Your answer must consist solely of the lines from the start of the entries below through the line with "for the store's", unchanged.

[Stored data]
• • • • • • •

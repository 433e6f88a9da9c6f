//! Debounced, deduplicated filter change stream.

use tokio::sync::{mpsc, watch};
use tokio::task::JoinHandle;
use tokio::time::{sleep_until, Instant};
use tracing::{debug, info};

use super::criteria::FilterCriteria;
use super::store::FilterStateStore;

/// Receiving end of [`FilterStateStore::subscribe`].
///
/// Yields criteria once a burst of edits has been quiet for the store's
/// debounce delay and the settled value differs from the previous emission.
/// Dropping it stops the background task.
pub struct FilterSubscription {
    rx: mpsc::Receiver<FilterCriteria>,
    task: JoinHandle<()>,
}

impl FilterSubscription {
    pub(super) fn spawn(
        store: FilterStateStore,
        mut changes: watch::Receiver<FilterCriteria>,
    ) -> Self {
        let (tx, rx) = mpsc::channel(1);
        // Baseline is taken now so edits made before the task first runs
        // still count as changes.
        let baseline = changes.borrow_and_update().clone();
        let task = tokio::spawn(debounce_loop(store, changes, baseline, tx));
        Self { rx, task }
    }

    /// Wait for the next settled change. `None` once the stream has ended.
    pub async fn next(&mut self) -> Option<FilterCriteria> {
        self.rx.recv().await
    }

    /// Take a settled change if one is already waiting.
    pub fn try_next(&mut self) -> Option<FilterCriteria> {
        self.rx.try_recv().ok()
    }
}

impl Drop for FilterSubscription {
    fn drop(&mut self) {
        self.task.abort();
    }
}

/// Waits for a change, then keeps pushing the deadline back while further
/// changes arrive. When the deadline passes unchallenged the latest value is
/// compared against the last emission and, if different, settled and sent.
async fn debounce_loop(
    store: FilterStateStore,
    mut changes: watch::Receiver<FilterCriteria>,
    mut last_emitted: FilterCriteria,
    tx: mpsc::Sender<FilterCriteria>,
) {
    let debounce = store.debounce();

    loop {
        if changes.changed().await.is_err() {
            break;
        }

        let mut deadline = Instant::now() + debounce;
        loop {
            tokio::select! {
                changed = changes.changed() => {
                    if changed.is_err() {
                        return;
                    }
                    deadline = Instant::now() + debounce;
                }
                _ = sleep_until(deadline) => break,
            }
        }

        let latest = changes.borrow_and_update().clone();
        if latest == last_emitted {
            debug!("Filter edits settled on the previous criteria");
            continue;
        }

        store.settle();
        info!(criteria = ?latest, "Filter change settled");
        last_emitted = latest.clone();

        if tx.send(latest).await.is_err() {
            break;
        }
    }
}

• • • • • • •

◆ Response
repository 433e6f88a9da9c6f
//! Debounced, deduplicated filter change stream.

use tokio::sync::{mpsc, watch};
use tokio::task::JoinHandle;
use tokio::time::{sleep_until, Instant};
use tracing::{debug, info};

use super::criteria::FilterCriteria;
use super::store::FilterStateStore;

/// Receiving end of [`FilterStateStore::subscribe`].
///
/// Yields criteria once a burst of edits has been quiet for the store's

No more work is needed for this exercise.